§ ASSIGNMENT: Copy out the complete listing, word for word.

§ DATA FOR REVIEW:
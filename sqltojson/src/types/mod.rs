//! Dynamically typed rows and the field types inferred from them.

mod field_type;
mod record;
mod value;

pub use field_type::FieldType;
pub use record::Record;
pub use value::Value;
use chrono::{DateTime, NaiveDate, NaiveDateTime, NaiveTime, Utc};
use futures::StreamExt;
use futures::stream::BoxStream;
use sqltojson_config::shared::{IntoConnectOptions, PgConnectionConfig};
use sqlx::encode::IsNull;
use sqlx::error::BoxDynError;
use sqlx::postgres::types::Oid;
use sqlx::postgres::{
    PgArgumentBuffer, PgArguments, PgConnectOptions, PgPool, PgPoolOptions, PgRow, PgTypeInfo,
};
use sqlx::query::Query;
use sqlx::{Column, Encode, Postgres, Row, Type, TypeInfo, ValueRef};
use tracing::info;

use crate::bail;
use crate::error::{ErrorKind, EtlError, EtlResult};
use crate::etl_error;
use crate::schema::{Params, QueryTemplate};
use crate::source::Source;
use crate::types::{Record, Value};

/// Postgres [`Source`] backed by a bounded [`PgPool`].
#[derive(Debug, Clone)]
pub struct PgSource {
    pool: PgPool,
}

impl PgSource {
    /// Connects to the configured database with at most `max_connections` open connections.
    ///
    /// One connection is established eagerly so that an unreachable database fails here rather
    /// than inside the first build.
    pub async fn connect(config: &PgConnectionConfig, max_connections: u32) -> EtlResult<Self> {
        let options: PgConnectOptions = config.with_db();

        let pool = PgPoolOptions::new()
            .max_connections(max_connections)
            .connect_with(options)
            .await
            .map_err(|err| {
                etl_error!(
                    ErrorKind::SourceConnectionFailed,
                    "Failed to connect to the source database",
                    format!("{}:{}/{}: {err}", config.host, config.port, config.name),
                    source: err
                )
            })?;

        info!(
            host = %config.host,
            port = config.port,
            database = %config.name,
            max_connections,
            "connected to source database"
        );

        Ok(Self { pool })
    }

    /// Wraps an existing pool.
    pub fn from_pool(pool: PgPool) -> Self {
        Self { pool }
    }

    /// Closes every connection of the pool.
    pub async fn close(&self) {
        self.pool.close().await;
    }
}

impl Source for PgSource {
    fn name() -> &'static str {
        "postgres"
    }

    async fn fetch_all(&self, query: &QueryTemplate, params: &Params) -> EtlResult<Vec<Record>> {
        let mut statement = sqlx::query(query.sql());
        for value in query.bind_values(params) {
            statement = bind_value(statement, value)?;
        }

        let rows = statement.fetch_all(&self.pool).await?;
        rows.iter().map(decode_row).collect()
    }

    fn stream_rows<'a>(&'a self, query: &'a QueryTemplate) -> BoxStream<'a, EtlResult<Record>> {
        sqlx::query(query.sql())
            .fetch(&self.pool)
            .map(|row| row.map_err(EtlError::from).and_then(|row| decode_row(&row)))
            .boxed()
    }
}

/// A null parameter sent without a declared type so the server infers it from context.
struct UntypedNull;

impl Type<Postgres> for UntypedNull {
    fn type_info() -> PgTypeInfo {
        PgTypeInfo::with_oid(Oid(0))
    }
}

impl Encode<'_, Postgres> for UntypedNull {
    fn encode_by_ref(&self, _buf: &mut PgArgumentBuffer) -> Result<IsNull, BoxDynError> {
        Ok(IsNull::Yes)
    }
}

fn bind_value<'q>(
    statement: Query<'q, Postgres, PgArguments>,
    value: &Value,
) -> EtlResult<Query<'q, Postgres, PgArguments>> {
    let statement = match value {
        Value::Null => statement.bind(UntypedNull),
        Value::Bool(value) => statement.bind(*value),
        Value::I8(value) => statement.bind(*value),
        Value::I16(value) => statement.bind(*value),
        Value::I32(value) => statement.bind(*value),
        Value::I64(value) => statement.bind(*value),
        Value::F32(value) => statement.bind(*value),
        Value::F64(value) => statement.bind(*value),
        Value::String(value) => statement.bind(value.clone()),
        Value::Timestamp(value) => statement.bind(*value),
        Value::Numeric(value) => statement.bind(value.clone()),
        Value::Json(value) => statement.bind(value.clone()),
        Value::Bytes(value) => statement.bind(value.clone()),
        Value::Nested(_) | Value::Unsupported(_) => {
            bail!(
                ErrorKind::InvalidData,
                "Value cannot be used as a query parameter",
                value.type_name()
            );
        }
    };

    Ok(statement)
}

/// Decodes every column of `row` into a [`Record`], keeping column order.
fn decode_row(row: &PgRow) -> EtlResult<Record> {
    let mut record = Record::new();

    for (index, column) in row.columns().iter().enumerate() {
        let raw = row.try_get_raw(index)?;
        let value = if raw.is_null() {
            Value::Null
        } else {
            decode_column(row, index, column.type_info().name())?
        };

        record.insert(column.name(), value);
    }

    Ok(record)
}

fn decode_column(row: &PgRow, index: usize, type_name: &str) -> EtlResult<Value> {
    let value = match type_name {
        "BOOL" => Value::Bool(row.try_get(index)?),
        "\"CHAR\"" => Value::I8(row.try_get(index)?),
        "INT2" => Value::I16(row.try_get(index)?),
        "INT4" => Value::I32(row.try_get(index)?),
        "INT8" => Value::I64(row.try_get(index)?),
        "FLOAT4" => Value::F32(row.try_get(index)?),
        "FLOAT8" => Value::F64(row.try_get(index)?),
        "TEXT" | "VARCHAR" | "BPCHAR" | "NAME" => Value::String(row.try_get(index)?),
        "UUID" => Value::String(row.try_get::<uuid::Uuid, _>(index)?.to_string()),
        "TIMESTAMPTZ" => Value::Timestamp(row.try_get::<DateTime<Utc>, _>(index)?),
        "TIMESTAMP" => Value::Timestamp(row.try_get::<NaiveDateTime, _>(index)?.and_utc()),
        "DATE" => Value::Timestamp(
            row.try_get::<NaiveDate, _>(index)?
                .and_time(NaiveTime::MIN)
                .and_utc(),
        ),
        "NUMERIC" => Value::Numeric(row.try_get(index)?),
        "JSON" | "JSONB" => Value::Json(row.try_get(index)?),
        "BYTEA" => Value::Bytes(row.try_get(index)?),
        other => Value::Unsupported(other.to_string()),
    };

    Ok(value)
}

§ OUTPUT FOR THIS EXERCISE:
filename sqltojson/src/types/mod.rs
//! Dynamically typed rows and the field types inferred from them.

mod field_type;
mod record;
mod value;

pub use field_type::FieldType;
pub use record::Record;
pub use value::Value;
use chrono::{DateTime, NaiveDate, NaiveDateTime, NaiveTime, Utc};
use futures::StreamExt;
use futures::stream::BoxStream;
use sqltojson_config::shared::{IntoConnectOptions, PgConnectionConfig};
use sqlx::encode::IsNull;
use sqlx::error::BoxDynError;
use sqlx::postgres::types::Oid;
use sqlx::postgres::{
    PgArgumentBuffer, PgArguments, PgConnectOptions, PgPool, PgPoolOptions, PgRow, PgTypeInfo,
};
use sqlx::query::Query;
use sqlx::{Column, Encode, Postgres, Row, Type, TypeInfo, ValueRef};
use tracing::info;

use crate::bail;
use crate::error::{ErrorKind, EtlError, EtlResult};
use crate::etl_error;
use crate::schema::{Params, QueryTemplate};
use crate::source::Source;
use crate::types::{Record, Value};

/// Postgres [`Source`] backed by a bounded [`PgPool`].
#[derive(Debug, Clone)]
pub struct PgSource {
    pool: PgPool,
}

impl PgSource {
    /// Connects to the configured database with at most `max_connections` open connections.
    ///
    /// One connection is established eagerly so that an unreachable database fails here rather
    /// than inside the first build.
    pub async fn connect(config: &PgConnectionConfig, max_connections: u32) -> EtlResult<Self> {
        let options: PgConnectOptions = config.with_db();

        let pool = PgPoolOptions::new()
            .max_connections(max_connections)
            .connect_with(options)
            .await
            .map_err(|err| {
                etl_error!(
                    ErrorKind::SourceConnectionFailed,
                    "Failed to connect to the source database",
                    format!("{}:{}/{}: {err}", config.host, config.port, config.name),
                    source: err
                )
            })?;

        info!(
            host = %config.host,
            port = config.port,
            database = %config.name,
            max_connections,
            "connected to source database"
        );

        Ok(Self { pool })
    }

    /// Wraps an existing pool.
    pub fn from_pool(pool: PgPool) -> Self {
        Self { pool }
    }

    /// Closes every connection of the pool.
    pub async fn close(&self) {
        self.pool.close().await;
    }
}

impl Source for PgSource {
    fn name() -> &'static str {
        "postgres"
    }

    async fn fetch_all(&self, query: &QueryTemplate, params: &Params) -> EtlResult<Vec<Record>> {
        let mut statement = sqlx::query(query.sql());
        for value in query.bind_values(params) {
            statement = bind_value(statement, value)?;
        }

        let rows = statement.fetch_all(&self.pool).await?;
        rows.iter().map(decode_row).collect()
    }

    fn stream_rows<'a>(&'a self, query: &'a QueryTemplate) -> BoxStream<'a, EtlResult<Record>> {
        sqlx::query(query.sql())
            .fetch(&self.pool)
            .map(|row| row.map_err(EtlError::from).and_then(|row| decode_row(&row)))
            .boxed()
    }
}

/// A null parameter sent without a declared type so the server infers it from context.
struct UntypedNull;

impl Type<Postgres> for UntypedNull {
    fn type_info() -> PgTypeInfo {
        PgTypeInfo::with_oid(Oid(0))
    }
}

impl Encode<'_, Postgres> for UntypedNull {
    fn encode_by_ref(&self, _buf: &mut PgArgumentBuffer) -> Result<IsNull, BoxDynError> {
        Ok(IsNull::Yes)
    }
}

fn bind_value<'q>(
    statement: Query<'q, Postgres, PgArguments>,
    value: &Value,
) -> EtlResult<Query<'q, Postgres, PgArguments>> {
    let statement = match value {
        Value::Null => statement.bind(UntypedNull),
        Value::Bool(value) => statement.bind(*value),
        Value::I8(value) => statement.bind(*value),
        Value::I16(value) => statement.bind(*value),
        Value::I32(value) => statement.bind(*value),
        Value::I64(value) => statement.bind(*value),
        Value::F32(value) => statement.bind(*value),
        Value::F64(value) => statement.bind(*value),
        Value::String(value) => statement.bind(value.clone()),
        Value::Timestamp(value) => statement.bind(*value),
        Value::Numeric(value) => statement.bind(value.clone()),
        Value::Json(value) => statement.bind(value.clone()),
        Value::Bytes(value) => statement.bind(value.clone()),
        Value::Nested(_) | Value::Unsupported(_) => {
            bail!(
                ErrorKind::InvalidData,
                "Value cannot be used as a query parameter",
                value.type_name()
            );
        }
    };

    Ok(statement)
}

/// Decodes every column of `row` into a [`Record`], keeping column order.
fn decode_row(row: &PgRow) -> EtlResult<Record> {
    let mut record = Record::new();

    for (index, column) in row.columns().iter().enumerate() {
        let raw = row.try_get_raw(index)?;
        let value = if raw.is_null() {
            Value::Null
        } else {
            decode_column(row, index, column.type_info().name())?
        };

        record.insert(column.name(), value);
    }

    Ok(record)
}

fn decode_column(row: &PgRow, index: usize, type_name: &str) -> EtlResult<Value> {
    let value = match type_name {
        "BOOL" => Value::Bool(row.try_get(index)?),
        "\"CHAR\"" => Value::I8(row.try_get(index)?),
        "INT2" => Value::I16(row.try_get(index)?),
        "INT4" => Value::I32(row.try_get(index)?),
        "INT8" => Value::I64(row.try_get(index)?),
        "FLOAT4" => Value::F32(row.try_get(index)?),
        "FLOAT8" => Value::F64(row.try_get(index)?),
        "TEXT" | "VARCHAR" | "BPCHAR" | "NAME" => Value::String(row.try_get(index)?),
        "UUID" => Value::String(row.try_get::<uuid::Uuid, _>(index)?.to_string()),
        "TIMESTAMPTZ" => Value::Timestamp(row.try_get::<DateTime<Utc>, _>(index)?),
        "TIMESTAMP" => Value::Timestamp(row.try_get::<NaiveDateTime, _>(index)?.and_utc()),
        "DATE" => Value::Timestamp(
            row.try_get::<NaiveDate, _>(index)?
                .and_time(NaiveTime::MIN)
                .and_utc(),
        ),
        "NUMERIC" => Value::Numeric(row.try_get(index)?),
        "JSON" | "JSONB" => Value::Json(row.try_get(index)?),
        "BYTEA" => Value::Bytes(row.try_get(index)?),
        other => Value::Unsupported(other.to_string()),
    };

    Ok(value)
}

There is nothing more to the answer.